Aspirin may help with erectile dysfunction in some men, particularly when the cause is arterial — that is, related to poor blood flow. Some research, including a meta-analysis, has found that aspirin improves erectile function compared with placebo in this group, thanks to its anti-inflammatory and blood-thinning properties. But the evidence is mixed, aspirin is not an approved ED treatment, and it should never be started for this purpose without medical advice.

Aspirin is one of the most familiar medicines in the world, valued for thinning the blood and reducing inflammation. Because erections depend on healthy blood flow, researchers have asked whether those same properties could help with ED. The answer is a cautious "possibly, for some."

Erectile dysfunction is frequently a vascular problem: when the arteries that supply the penis are narrowed or inflamed, blood flow suffers and erections become difficult. Aspirin acts on exactly these pathways. By reducing inflammation and making the blood less likely to clot, it can in theory improve circulation. This is the rationale behind studying it for "arterial" ED — the form driven by blood-vessel disease rather than nerves or hormones.

What the research shows

Studies have produced varying but partly encouraging results.

EvidenceFinding
2020 meta-analysis (American Journal of Men's Health)Aspirin appears to help arterial ED; erectile function significantly improved versus placebo
Randomised placebo-controlled workSuggested benefit in selected men with vascular causes
Earlier studies on aspirin and NSAIDsMixed results; some raised questions about NSAIDs and ED

The most positive findings centre on men whose ED is clearly arterial. For other causes — neurological, hormonal or psychological — there is little reason to expect aspirin to help.
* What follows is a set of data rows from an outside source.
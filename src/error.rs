use std::fmt;

use crate::{retry::FailureClass, Response};

/// Error type returned by this crate.
///
/// Every outcome of a request is delivered through its [`Completion`](crate::Completion);
/// this type is the failure half of that contract.
#[derive(Debug, thiserror::Error)]
pub enum Error {
    /// The transport failed to produce a response.
    #[error("transport error: {0}")]
    Transport(TransportError),
    /// The server answered with a non-success HTTP status.
    #[error("http error {}: {}", .0.status, .0.body)]
    Http(Response),
    /// Every allowed retry was spent; `last` is the final attempt's failure.
    #[error("retries exhausted after {attempts} attempts: {last}")]
    Exhausted {
        /// Number of transport attempts made, including the first.
        attempts: usize,
        /// Failure reported by the last attempt.
        last: Box<Error>,
        /// Class the retry policy assigned to `last`.
        class: FailureClass,
    },
    /// Backoff or client options failed validation.
    #[error("invalid configuration: {0}")]
    Config(String),
    /// A header name or value could not be parsed.
    #[error("invalid header: {0}")]
    InvalidHeader(String),
    /// A response body could not be decoded.
    #[error("decode error: {0}")]
    Decode(String),
    /// The request was dropped before it reached a terminal state.
    #[error("request canceled before completion")]
    Canceled,
}

impl Error {
    /// Returns `true` when the request failed because retries ran out.
    pub fn is_exhausted(&self) -> bool {
        matches!(self, Self::Exhausted { .. })
    }

    /// Response attached to this failure, looking through exhaustion.
    pub fn response(&self) -> Option<&Response> {
        match self {
            Self::Http(response) => Some(response),
            Self::Exhausted { last, .. } => last.response(),
            _ => None,
        }
    }

    /// HTTP status attached to this failure, if a response was received.
    pub fn status(&self) -> Option<u16> {
        self.response().map(|response| response.status)
    }

    /// Transport error attached to this failure, looking through exhaustion.
    pub fn transport(&self) -> Option<&TransportError> {
        match self {
            Self::Transport(err) => Some(err),
            Self::Exhausted { last, .. } => last.transport(),
            _ => None,
        }
    }

    /// Failure class of the underlying attempt error.
    ///
    /// Exhaustion reports the class the retry policy assigned. A bare HTTP
    /// failure is classified with default policy settings, so a 500 reads as
    /// [`FailureClass::TerminalServer`] there. Configuration and cancellation
    /// errors never come from an attempt and have no class.
    pub fn class(&self) -> Option<FailureClass> {
        match self {
            Self::Transport(err) => Some(FailureClass::of_transport(err.kind)),
            Self::Http(response) => Some(FailureClass::of_status(response.status, false)),
            Self::Exhausted { class, .. } => Some(*class),
            _ => None,
        }
    }
}

impl From<TransportError> for Error {
    fn from(err: TransportError) -> Self {
        Self::Transport(err)
    }
}

/// Kind of failure a transport reports when no response was obtained.
#[derive(Clone, Copy, Debug, PartialEq, Eq, Hash)]
pub enum TransportErrorKind {
    /// The peer reset the connection.
    ConnectionReset,
    /// Establishing the connection timed out.
    ConnectionTimeout,
    /// The host name could not be resolved.
    AddressResolution,
    /// The socket went idle past the transport's own read deadline.
    SocketTimeout,
    /// The request's local deadline passed before any response arrived.
    Timeout,
    /// A browser-style cross-origin check denied the request.
    CrossOriginDenied,
    /// Anything else, such as a malformed URL or a body encoding failure.
    Other,
}

impl TransportErrorKind {
    fn as_str(self) -> &'static str {
        match self {
            Self::ConnectionReset => "connection reset",
            Self::ConnectionTimeout => "connection timed out",
            Self::AddressResolution => "address resolution failed",
            Self::SocketTimeout => "socket timed out",
            Self::Timeout => "timeout",
            Self::CrossOriginDenied => "cross-origin request denied",
            Self::Other => "transport failure",
        }
    }
}

impl fmt::Display for TransportErrorKind {
    fn fmt(&self, f: &mut fmt::Formatter<'_>) -> fmt::Result {
        f.write_str(self.as_str())
    }
}

/// Failure reported by a [`Transport`](crate::Transport) attempt.
#[derive(Clone, Debug, PartialEq, Eq)]
pub struct TransportError {
    pub kind: TransportErrorKind,
    pub message: String,
}

impl TransportError {
    pub fn new(kind: TransportErrorKind, message: impl Into<String>) -> Self {
        Self {
            kind,
            message: message.into(),
        }
    }

    /// Local deadline error, worded like the classic `timeout of Nms exceeded`.
    pub fn timeout(timeout_ms: u64) -> Self {
        Self::new(
            TransportErrorKind::Timeout,
            format!("timeout of {timeout_ms}ms exceeded"),
        )
    }
}

impl fmt::Display for TransportError {
    fn fmt(&self, f: &mut fmt::Formatter<'_>) -> fmt::Result {
        write!(f, "{}: {}", self.kind, self.message)
    }
}

impl std::error::Error for TransportError {}

#[cfg(test)]
mod tests {
    use super::{Error, TransportError, TransportErrorKind};
    use crate::{retry::FailureClass, Response};

    #[test]
    fn exhausted_exposes_last_response() {
        let err = Error::Exhausted {
            attempts: 4,
            last: Box::new(Error::Http(Response::new(503, "busy"))),
            class: FailureClass::TransientServer,
        };

        assert!(err.is_exhausted());
        assert_eq!(err.status(), Some(503));
        assert_eq!(err.class(), Some(FailureClass::TransientServer));
        assert!(err.transport().is_none());
    }

    #[test]
    fn exhausted_reports_policy_class_over_default_status_class() {
        let err = Error::Exhausted {
            attempts: 3,
            last: Box::new(Error::Http(Response::new(500, "boom"))),
            class: FailureClass::TransientServer,
        };

        assert_eq!(err.class(), Some(FailureClass::TransientServer));
        assert_eq!(
            Error::Http(Response::new(500, "boom")).class(),
            Some(FailureClass::TerminalServer)
        );
    }

    #[test]
    fn timeout_message_matches_deadline() {
        let err = TransportError::timeout(100);
        assert_eq!(err.kind, TransportErrorKind::Timeout);
        assert_eq!(err.to_string(), "timeout: timeout of 100ms exceeded");
    }
}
Why the picture is debated

The relationship is not settled. Some studies have looked at aspirin and other anti-inflammatory drugs (NSAIDs) and found inconsistent effects, and a few raised concern that long-term NSAID use might be associated with ED rather than relieving it. This is part of why aspirin is not a recognised treatment: the benefit appears real but narrow, and it has to be weighed against aspirin's own risks, such as stomach irritation and bleeding.

How aspirin differs from ED medication

It helps to be clear about what aspirin is and is not. Unlike the prescription PDE5 inhibitors covered in our guide to medications for ED, aspirin was never designed to treat erectile dysfunction. The PDE5 inhibitors act directly and powerfully on the erection pathway, with strong, reliable evidence; aspirin, by contrast, might improve the vascular environment in which erections happen, but only indirectly and only for a specific subgroup of men. In other words, aspirin is not a substitute for proper ED treatment — at most it might be a small piece of a wider cardiovascular picture.

There is also a broader lesson here about vascular health. The fact that an anti-inflammatory, blood-thinning drug shows any benefit at all underlines how much erectile function depends on healthy arteries. For many men, the most effective "aspirin-like" strategy is not aspirin itself but the lifestyle changes that improve blood vessel health: stopping smoking, exercising, managing weight, and controlling blood pressure and cholesterol. These address the same vascular root cause more safely and more comprehensively than a daily tablet.

Aspirin is not a DIY ED treatment

The most important takeaway is that you should not start taking aspirin to treat ED on your own. Aspirin has genuine side effects and interactions, and self-medicating can be harmful — especially alongside other drugs. If your ED may be vascular, the right move is to see a doctor, who can assess your cardiovascular health and decide whether aspirin has any place in your care. ED is often an early warning sign of heart and artery disease, so that conversation matters for more than your sex life. The proven treatments are covered in our guide to medications for ED, and related vascular factors in our article on Viagra and heart rate.

The bottom line

Aspirin shows promise for arterial erectile dysfunction, but the evidence is mixed and it is not an approved treatment. Used carelessly it can do harm. Treat it as a question for your doctor, not a shortcut — and if hormones might be involved, see our article on high testosterone and ED. For the full picture, return to our guide to erectile dysfunction and male sexual health.

Frequently asked questions

Does aspirin cure erectile dysfunction?
No. It may improve arterial ED in some men, but it is not a cure or an approved treatment.
Should I take aspirin for ED?
Not without medical advice. Aspirin has real risks and interactions, and a doctor should decide whether it is appropriate.
Which type of ED might aspirin help?
The arterial type, caused by poor blood flow. It is unlikely to help nerve, hormonal or psychological causes.